Keywords

1 Introduction to Linear Filtering

Image filtering is one of the most studied problems in the image processing community. Image smoothing, sharpening, feature detection and edge detection are some of the applications of image filtering. In the literature we can find two broad categories of image filters: linear and non linear. More recently, non local methods attracted the attention of researchers in the area. In fact, several of the state of the art algorithms are both non local and non linear (see [4] for more details). In this tutorial we will focus on the analysis and implementation, both in CPU and GPU, of linear filtering methods. The approach will be strongly connected to the theory of linear systems and digital signal processing. We refer the interested reader to [1, 9] for further details on these areas. First we recall that a filter, or system, that takes an input image to produce and output one, is said to be linear if for all linear combinations of inputs produce a linear combination of outputs with the same weighting coefficients. Before analyzing linear image filter using tools from linear systems we will describe linear image filters in their most basic form using sliding windows (convolution masks).

We start with a simple linear averaging filter in which each pixel \(x=(i,j)\) of the output image is computed as the average of all pixels in a \(3\times 3\) window centered at x in the input image. Processing the whole image can be expressed with a sliding window algorithm. Given the pixel x the average filter can be implemented moving a \(3\times 3\) window with weights 1/9 across the input image. Mathematically this can be formulated as:

$$\begin{aligned} g(i,j) = \sum _{i'=-1}^1 \sum _{j'=-1}^1 w(i',j')f(i+i',j+j') \end{aligned}$$
(1)

where f(., .) and g(., .) are the input and output images and w(., .) is the window containing the filter weights. In the previous example of linear averaging \(w(m,n)=1/9\) for all (mn). Changing the values of w(mn) different filters can be obtained. Inspecting Eq. (1) we can see that is very similar to a two dimensional convolution. Recalling the theory of linear systems we know that the output of a linear and invariant system can be obtained convolving the input f with the impulse response of the system h: \(g = f*h\) Footnote 1. The impulse response of an image filter can be obtained as the output of the filter when the input image is a discrete impulse.
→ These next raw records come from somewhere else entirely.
//! Machine bootstrap: filesystem image and kernel image loading.

use std::path::{Path, PathBuf};

use tracing::{info, warn};

use crate::console::Console;
use crate::emulator::Machine;
use crate::error::{EmuError, EmuResult};
use crate::memory::MEMORY_SIZE;
use crate::packer::FilesystemPacker;

/// Default host directory packed into the block device.
pub const DEFAULT_FS_INPUT: &str = "cfsin";

/// Outcome of loading the filesystem image.
#[derive(Debug, Clone, Copy, PartialEq, Eq)]
pub enum FsLoad {
    /// The packer ran and this many bytes were stored.
    Loaded(usize),
    /// The packer could not be started; the block device stays zeroed.
    Blank,
}

/// Populates a machine before execution starts.
pub struct Bootstrap<'a> {
    packer: &'a dyn FilesystemPacker,
    fs_input: PathBuf,
}

impl<'a> Bootstrap<'a> {
    pub fn new(packer: &'a dyn FilesystemPacker) -> Self {
        Self {
            packer,
            fs_input: PathBuf::from(DEFAULT_FS_INPUT),
        }
    }

    /// Pack `dir` instead of the default input directory.
    pub fn fs_input(mut self, dir: impl Into<PathBuf>) -> Self {
        self.fs_input = dir.into();
        self
    }

    /// Stream the packed filesystem into the block device.
    ///
    /// An image that fills the whole device is rejected as too large.
    pub fn load_filesystem<C: Console>(&self, machine: &mut Machine<C>) -> EmuResult<FsLoad> {
        let mut stream = match self.packer.pack(&self.fs_input) {
            Ok(stream) => stream,
            Err(e) => {
                warn!("Can't initialize filesystem ({e}). Leaving blank.");
                return Ok(FsLoad::Blank);
            }
        };

        info!("Initializing filesystem from {}", self.fs_input.display());
        let block = machine.block_mut();
        let filled = block.fill_from(stream.as_mut())?;
        if filled == block.capacity() {
            return Err(EmuError::ImageTooLarge {
                limit: block.capacity(),
            });
        }
        Ok(FsLoad::Loaded(filled))
    }

    /// Copy the kernel image to the start of memory.
    pub fn load_kernel<C: Console>(&self, machine: &mut Machine<C>, image: &[u8]) -> EmuResult<()> {
        if image.len() > MEMORY_SIZE {
            return Err(EmuError::KernelTooLarge(image.len()));
        }
        machine.memory_mut().load(0, image)?;
        info!("Loaded kernel ({} bytes)", image.len());
        Ok(())
    }

    /// Run both steps: filesystem first, then kernel.
    pub fn load<C: Console>(&self, machine: &mut Machine<C>, kernel: &[u8]) -> EmuResult<FsLoad> {
        let fs = self.load_filesystem(machine)?;
        self.load_kernel(machine, kernel)?;
        Ok(fs)
    }
}

/// Unpack the block device contents into `dest` after a session.
pub fn unpack_filesystem<C: Console>(
    machine: &Machine<C>,
    packer: &dyn FilesystemPacker,
    dest: &Path,
) -> EmuResult<()> {
    info!("Unpacking filesystem into {}", dest.display());
    packer.unpack(machine.block().contents(), dest)
}
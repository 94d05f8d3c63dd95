//! Z80 shell machine CLI.
//!
//! Usage:
//!   zemu <kernel.bin> [options]
//!
//! Examples:
//!   zemu shell.bin                        # pack ./cfsin, run the shell
//!   zemu shell.bin --fs-out cfsout        # unpack the block device after the session
//!   zemu shell.bin --fs-pattern '*.txt'   # pack only matching files
//!   zemu shell.bin --packer ../cfspack/cfspack
//!   zemu --config zemu.json

mod terminal;

use std::io::{self, ErrorKind, Read, Write};
use std::path::PathBuf;

use clap::Parser;
use tracing::{info, warn};
use tracing_subscriber::EnvFilter;

use zemu_core::{
    unpack_filesystem, BlockDevice, Bootstrap, CfsPacker, CommandPacker, Console, Emulator,
    FilesystemPacker, Machine, SessionConfig,
};

use terminal::RawModeGuard;

/// Z80 shell machine emulator
#[derive(Parser, Debug)]
#[command(name = "zemu")]
#[command(about = "Run a Z80 shell kernel with a packed block device")]
struct Args {
    /// Kernel image loaded at address 0
    kernel: Option<PathBuf>,

    /// JSON session configuration; command-line options take precedence
    #[arg(short, long)]
    config: Option<PathBuf>,

    /// Directory packed into the block device
    #[arg(long)]
    fs_in: Option<PathBuf>,

    /// Directory the block device is unpacked into after the session
    #[arg(long)]
    fs_out: Option<PathBuf>,

    /// Glob selecting which files of the input directory get packed
    #[arg(long)]
    fs_pattern: Option<String>,

    /// External pack command (program and leading arguments)
    #[arg(long)]
    packer: Option<String>,

    /// External unpack command (program and leading arguments)
    #[arg(long)]
    unpacker: Option<String>,

    /// Block device capacity in bytes
    #[arg(long)]
    block_size: Option<usize>,

    /// Leave the host terminal in its current mode
    #[arg(long)]
    no_raw: bool,

    /// Enable per-access device tracing
    #[arg(short, long)]
    trace: bool,
}

impl Args {
    /// Merge command-line options over the configuration file.
    fn session_config(&self) -> zemu_core::EmuResult<SessionConfig> {
        let mut config = match &self.config {
            Some(path) => SessionConfig::from_path(path)?,
            None => SessionConfig::default(),
        };
        if let Some(kernel) = &self.kernel {
            config.kernel = Some(kernel.clone());
        }
        if let Some(dir) = &self.fs_in {
            config.fs_input = dir.clone();
        }
        if let Some(dir) = &self.fs_out {
            config.fs_output = Some(dir.clone());
        }
        if let Some(pattern) = &self.fs_pattern {
            config.fs_pattern = Some(pattern.clone());
        }
        if let Some(cmd) = &self.packer {
            config.packer = Some(split_command(cmd));
        }
        if let Some(cmd) = &self.unpacker {
            config.unpacker = Some(split_command(cmd));
        }
        if self.block_size.is_some() {
            config.block_size = self.block_size;
        }
        Ok(config)
    }
}

fn split_command(cmd: &str) -> Vec<String> {
    cmd.split_whitespace().map(str::to_string).collect()
}

/// Console bridged to the process's stdin and stdout.
struct StdioConsole {
    stdin: io::Stdin,
    stdout: io::Stdout,
}

impl StdioConsole {
    fn new() -> Self {
        Self {
            stdin: io::stdin(),
            stdout: io::stdout(),
        }
    }
}

/// Write one byte and push it out immediately.
fn put_byte(out: &mut impl Write, ch: u8) -> io::Result<()> {
    out.write_all(&[ch])?;
    out.flush()
}

impl Console for StdioConsole {
    fn write(&mut self, ch: u8) {
        if let Err(e) = put_byte(&mut self.stdout.lock(), ch) {
            warn!("Console write failed: {e}");
        }
    }

    fn read(&mut self) -> Option<u8> {
        let mut buf = [0u8; 1];
        loop {
            match self.stdin.lock().read(&mut buf) {
                Ok(0) => return None,
                Ok(_) => return Some(buf[0]),
                Err(e) if e.kind() == ErrorKind::Interrupted => continue,
                Err(e) => {
                    warn!("Console read failed: {e}");
                    return None;
                }
            }
        }
    }
}

fn init_tracing(trace: bool) {
    let default_level = if trace { "debug" } else { "info" };
    let filter =
        EnvFilter::try_from_default_env().unwrap_or_else(|_| EnvFilter::new(default_level));
    tracing_subscriber::fmt()
        .with_env_filter(filter)
        .with_writer(io::stderr)
        .init();
}

#[tokio::main]
async fn main() -> Result<(), Box<dyn std::error::Error>> {
    let args = Args::parse();
    init_tracing(args.trace);

    let config = args.session_config()?;
    let kernel_path = config
        .kernel
        .clone()
        .ok_or("No kernel image given (pass a path or set \"kernel\" in the config)")?;
    let kernel = std::fs::read(&kernel_path).map_err(|e| {
        eprintln!("Failed to read {}: {}", kernel_path.display(), e);
        e
    })?;

    let packer: Box<dyn FilesystemPacker> = match &config.packer {
        Some(cmd) => {
            let mut packer = CommandPacker::new(cmd.clone());
            if let Some(unpack) = &config.unpacker {
                packer = packer.with_unpack(unpack.clone());
            }
            if let Some(pattern) = &config.fs_pattern {
                packer = packer.with_pattern(pattern.clone());
            }
            Box::new(packer)
        }
        None => {
            let mut packer = CfsPacker::new();
            if let Some(pattern) = &config.fs_pattern {
                packer = packer.with_pattern(pattern)?;
            }
            Box::new(packer)
        }
    };

    let block = match config.block_size {
        Some(size) => BlockDevice::with_capacity(size)?,
        None => BlockDevice::new(),
    };
    let mut machine = Machine::with_block_device(StdioConsole::new(), block);

    // Fatal bootstrap errors happen before the terminal is touched.
    Bootstrap::new(packer.as_ref())
        .fs_input(&config.fs_input)
        .load(&mut machine, &kernel)?;

    let guard = if args.no_raw {
        RawModeGuard::inactive()
    } else {
        RawModeGuard::acquire()?
    };

    // Run emulator in a blocking task; console reads block the whole machine.
    let emu_handle = tokio::task::spawn_blocking(move || {
        let mut emu = Emulator::new(machine);
        let exit = emu.run();
        (exit, emu.into_machine())
    });
    let (exit, machine) = emu_handle.await?;

    guard.release()?;
    println!("Done!");
    info!(
        "Session ended: {:?} after {} steps ({} T-states)",
        exit.reason, exit.steps, exit.t_states
    );

    if let Some(dest) = &config.fs_output {
        if let Err(e) = unpack_filesystem(&machine, packer.as_ref(), dest) {
            warn!("Failed to unpack filesystem into {}: {}", dest.display(), e);
        }
    }

    Ok(())
}

#[cfg(test)]
mod tests {
    use super::*;

    #[test]
    fn test_cli_overrides_config() {
        let dir = tempfile::tempdir().unwrap();
        let path = dir.path().join("zemu.json");
        std::fs::write(
            &path,
            r#"{"kernel": "a.bin", "fsInput": "in", "fsPattern": "*.bin", "blockSize": 16}"#,
        )
        .unwrap();

        let args = Args::parse_from([
            "zemu",
            "b.bin",
            "--config",
            path.to_str().unwrap(),
            "--packer",
            "cfspack -q",
            "--fs-pattern",
            "*.txt",
        ]);
        let config = args.session_config().unwrap();

        assert_eq!(config.kernel, Some(PathBuf::from("b.bin")));
        assert_eq!(config.fs_input, PathBuf::from("in"));
        assert_eq!(config.block_size, Some(16));
        assert_eq!(
            config.packer,
            Some(vec!["cfspack".to_string(), "-q".to_string()])
        );
        assert_eq!(config.fs_pattern.as_deref(), Some("*.txt"));
        assert_eq!(config.fs_output, None);
    }

    #[test]
    fn test_config_pattern_kept_without_flag() {
        let dir = tempfile::tempdir().unwrap();
        let path = dir.path().join("zemu.json");
        std::fs::write(&path, r#"{"fsPattern": "*.bin"}"#).unwrap();

        let args = Args::parse_from(["zemu", "--config", path.to_str().unwrap()]);
        let config = args.session_config().unwrap();

        assert_eq!(config.fs_pattern.as_deref(), Some("*.bin"));
    }

    struct BrokenPipe;

    impl Write for BrokenPipe {
        fn write(&mut self, buf: &[u8]) -> io::Result<usize> {
            Ok(buf.len())
        }

        fn flush(&mut self) -> io::Result<()> {
            Err(io::Error::from(ErrorKind::BrokenPipe))
        }
    }

    #[test]
    fn test_put_byte_flushes() {
        let mut out = Vec::new();
        put_byte(&mut out, b'x').unwrap();
        assert_eq!(out, b"x");
    }

    #[test]
    fn test_put_byte_reports_flush_failure() {
        let err = put_byte(&mut BrokenPipe, b'x').unwrap_err();
        assert_eq!(err.kind(), ErrorKind::BrokenPipe);
    }

    #[test]
    fn test_defaults_without_config() {
        let args = Args::parse_from(["zemu", "shell.bin", "--fs-out", "cfsout"]);
        let config = args.session_config().unwrap();
        assert_eq!(config.fs_input, PathBuf::from("cfsin"));
        assert_eq!(config.fs_output, Some(PathBuf::from("cfsout")));
        assert_eq!(config.packer, None);
    }
}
If \(\mathcal N\) is a neighborhood of the same size of the sliding window centered at pixel (ij) and h(., .) is the impulse response of the filter, Eq. (1) can be rewritten as a discrete convolution:

$$\begin{aligned} g(i,j) = \sum _{(m,n) \in \mathcal{N}} h(i-m,j-n)f(m,n). \end{aligned}$$
(2)

The main difference between Eqs. (1) and (2) is the range of indexes (ij) and (mn). Both formulations convey useful information; the first one is more suited for interpretation while the second one enables us to connect linear image filtering with convolution and the frequency response of the filter.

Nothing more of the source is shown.